- **The task**: After locating the line with "requires a storage", reproduce that line and every one following it exactly, up to the end of the entries.

(Data provided Opens)

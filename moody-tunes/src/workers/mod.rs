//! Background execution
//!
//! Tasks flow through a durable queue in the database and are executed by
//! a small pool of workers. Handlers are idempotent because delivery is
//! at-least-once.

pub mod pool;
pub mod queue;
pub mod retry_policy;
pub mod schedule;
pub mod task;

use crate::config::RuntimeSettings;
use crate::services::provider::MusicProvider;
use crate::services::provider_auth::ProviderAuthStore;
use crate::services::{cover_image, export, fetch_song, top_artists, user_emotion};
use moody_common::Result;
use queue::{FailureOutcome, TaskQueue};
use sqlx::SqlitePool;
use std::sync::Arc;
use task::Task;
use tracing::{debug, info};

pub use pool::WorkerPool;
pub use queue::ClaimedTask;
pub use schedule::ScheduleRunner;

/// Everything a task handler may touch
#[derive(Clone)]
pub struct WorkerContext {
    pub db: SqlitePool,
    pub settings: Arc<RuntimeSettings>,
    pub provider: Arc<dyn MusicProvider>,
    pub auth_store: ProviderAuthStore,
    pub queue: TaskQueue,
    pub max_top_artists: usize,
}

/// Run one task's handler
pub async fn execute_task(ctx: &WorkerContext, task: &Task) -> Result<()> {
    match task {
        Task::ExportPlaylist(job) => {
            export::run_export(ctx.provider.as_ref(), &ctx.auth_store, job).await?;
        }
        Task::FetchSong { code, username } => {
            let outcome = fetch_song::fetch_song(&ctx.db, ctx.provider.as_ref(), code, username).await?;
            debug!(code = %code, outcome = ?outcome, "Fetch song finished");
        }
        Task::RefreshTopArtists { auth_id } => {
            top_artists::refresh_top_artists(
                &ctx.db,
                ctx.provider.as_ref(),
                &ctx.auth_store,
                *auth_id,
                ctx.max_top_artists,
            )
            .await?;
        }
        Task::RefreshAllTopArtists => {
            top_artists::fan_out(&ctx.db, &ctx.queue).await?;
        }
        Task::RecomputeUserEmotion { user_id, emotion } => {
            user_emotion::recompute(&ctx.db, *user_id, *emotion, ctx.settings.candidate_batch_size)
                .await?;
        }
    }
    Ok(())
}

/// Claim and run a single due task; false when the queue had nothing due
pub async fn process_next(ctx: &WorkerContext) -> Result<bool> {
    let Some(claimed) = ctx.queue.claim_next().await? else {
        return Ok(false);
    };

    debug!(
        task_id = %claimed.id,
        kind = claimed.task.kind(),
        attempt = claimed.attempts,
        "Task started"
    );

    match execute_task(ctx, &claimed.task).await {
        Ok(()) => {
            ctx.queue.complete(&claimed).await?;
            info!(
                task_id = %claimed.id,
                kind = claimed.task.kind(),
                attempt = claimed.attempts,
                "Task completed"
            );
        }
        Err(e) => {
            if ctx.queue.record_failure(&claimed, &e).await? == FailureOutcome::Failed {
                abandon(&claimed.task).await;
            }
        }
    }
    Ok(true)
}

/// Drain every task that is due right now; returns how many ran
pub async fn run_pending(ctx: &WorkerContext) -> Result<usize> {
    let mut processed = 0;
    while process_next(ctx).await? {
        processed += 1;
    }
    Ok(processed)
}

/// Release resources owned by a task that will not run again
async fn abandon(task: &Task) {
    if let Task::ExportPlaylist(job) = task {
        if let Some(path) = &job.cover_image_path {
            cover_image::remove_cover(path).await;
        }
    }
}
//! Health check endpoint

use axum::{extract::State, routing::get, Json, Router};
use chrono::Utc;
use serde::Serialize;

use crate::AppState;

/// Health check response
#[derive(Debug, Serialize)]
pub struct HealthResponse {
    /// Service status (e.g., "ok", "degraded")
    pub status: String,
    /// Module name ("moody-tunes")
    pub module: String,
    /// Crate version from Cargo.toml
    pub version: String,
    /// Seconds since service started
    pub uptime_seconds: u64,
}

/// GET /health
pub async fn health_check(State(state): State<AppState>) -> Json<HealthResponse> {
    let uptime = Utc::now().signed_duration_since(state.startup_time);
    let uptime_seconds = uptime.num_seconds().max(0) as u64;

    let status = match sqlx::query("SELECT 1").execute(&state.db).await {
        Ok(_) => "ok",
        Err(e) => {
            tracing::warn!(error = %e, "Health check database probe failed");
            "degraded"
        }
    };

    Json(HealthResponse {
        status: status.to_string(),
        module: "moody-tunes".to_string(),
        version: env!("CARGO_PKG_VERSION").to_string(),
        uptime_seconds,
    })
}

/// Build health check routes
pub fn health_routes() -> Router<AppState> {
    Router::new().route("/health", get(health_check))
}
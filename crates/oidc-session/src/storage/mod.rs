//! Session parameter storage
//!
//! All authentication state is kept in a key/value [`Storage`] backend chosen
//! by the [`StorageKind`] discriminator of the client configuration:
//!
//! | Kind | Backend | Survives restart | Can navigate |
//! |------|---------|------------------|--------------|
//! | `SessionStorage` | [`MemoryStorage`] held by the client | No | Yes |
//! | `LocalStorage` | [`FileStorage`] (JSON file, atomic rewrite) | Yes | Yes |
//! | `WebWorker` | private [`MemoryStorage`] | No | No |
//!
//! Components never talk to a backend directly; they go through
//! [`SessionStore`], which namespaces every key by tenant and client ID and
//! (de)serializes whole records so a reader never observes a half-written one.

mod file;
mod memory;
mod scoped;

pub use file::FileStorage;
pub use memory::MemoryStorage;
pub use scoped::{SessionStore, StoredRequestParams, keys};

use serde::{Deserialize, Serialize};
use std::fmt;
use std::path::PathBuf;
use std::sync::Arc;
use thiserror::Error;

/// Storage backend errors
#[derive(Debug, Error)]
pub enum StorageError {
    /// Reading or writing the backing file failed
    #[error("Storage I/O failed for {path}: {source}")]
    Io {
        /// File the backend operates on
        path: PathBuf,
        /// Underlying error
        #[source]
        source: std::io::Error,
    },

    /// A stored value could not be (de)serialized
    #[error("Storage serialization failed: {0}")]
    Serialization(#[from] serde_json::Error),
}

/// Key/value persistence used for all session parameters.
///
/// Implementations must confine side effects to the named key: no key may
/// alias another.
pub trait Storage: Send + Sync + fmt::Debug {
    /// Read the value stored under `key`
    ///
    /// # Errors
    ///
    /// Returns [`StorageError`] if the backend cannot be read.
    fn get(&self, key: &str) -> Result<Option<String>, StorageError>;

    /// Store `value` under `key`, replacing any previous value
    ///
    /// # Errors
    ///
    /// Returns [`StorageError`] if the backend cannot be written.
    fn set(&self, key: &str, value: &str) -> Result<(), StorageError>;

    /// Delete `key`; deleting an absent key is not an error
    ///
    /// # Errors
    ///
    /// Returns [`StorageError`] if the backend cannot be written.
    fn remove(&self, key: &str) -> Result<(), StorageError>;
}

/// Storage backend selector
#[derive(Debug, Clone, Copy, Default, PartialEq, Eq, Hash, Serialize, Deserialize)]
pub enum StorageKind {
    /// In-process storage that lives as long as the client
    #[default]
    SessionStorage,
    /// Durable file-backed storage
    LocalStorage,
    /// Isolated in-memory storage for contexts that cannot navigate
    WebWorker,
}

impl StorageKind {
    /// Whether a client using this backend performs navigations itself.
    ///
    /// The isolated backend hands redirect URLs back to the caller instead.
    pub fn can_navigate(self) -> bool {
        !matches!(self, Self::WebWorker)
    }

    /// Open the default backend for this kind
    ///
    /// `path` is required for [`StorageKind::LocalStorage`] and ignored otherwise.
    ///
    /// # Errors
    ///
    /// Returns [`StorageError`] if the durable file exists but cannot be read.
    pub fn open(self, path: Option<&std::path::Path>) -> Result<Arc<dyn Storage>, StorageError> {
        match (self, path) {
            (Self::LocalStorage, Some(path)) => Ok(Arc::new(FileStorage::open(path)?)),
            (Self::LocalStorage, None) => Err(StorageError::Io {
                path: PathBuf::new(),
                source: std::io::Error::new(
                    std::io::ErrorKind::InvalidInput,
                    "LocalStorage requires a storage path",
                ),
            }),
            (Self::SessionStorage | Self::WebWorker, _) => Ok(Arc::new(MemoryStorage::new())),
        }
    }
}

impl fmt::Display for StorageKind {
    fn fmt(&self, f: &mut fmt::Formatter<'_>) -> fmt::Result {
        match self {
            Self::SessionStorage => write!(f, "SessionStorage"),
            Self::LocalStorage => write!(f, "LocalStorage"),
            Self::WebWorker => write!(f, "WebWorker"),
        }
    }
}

(Data provided Closes)

- **Answer space**:
                    "LocalStorage requires a storage path",
                ),
            }),
            (Self::SessionStorage | Self::WebWorker, _) => Ok(Arc::new(MemoryStorage::new())),
        }
    }
}

impl fmt::Display for StorageKind {
    fn fmt(&self, f: &mut fmt::Formatter<'_>) -> fmt::Result {
        match self {
            Self::SessionStorage => write!(f, "SessionStorage"),
            Self::LocalStorage => write!(f, "LocalStorage"),
            Self::WebWorker => write!(f, "WebWorker"),
        }
    }
}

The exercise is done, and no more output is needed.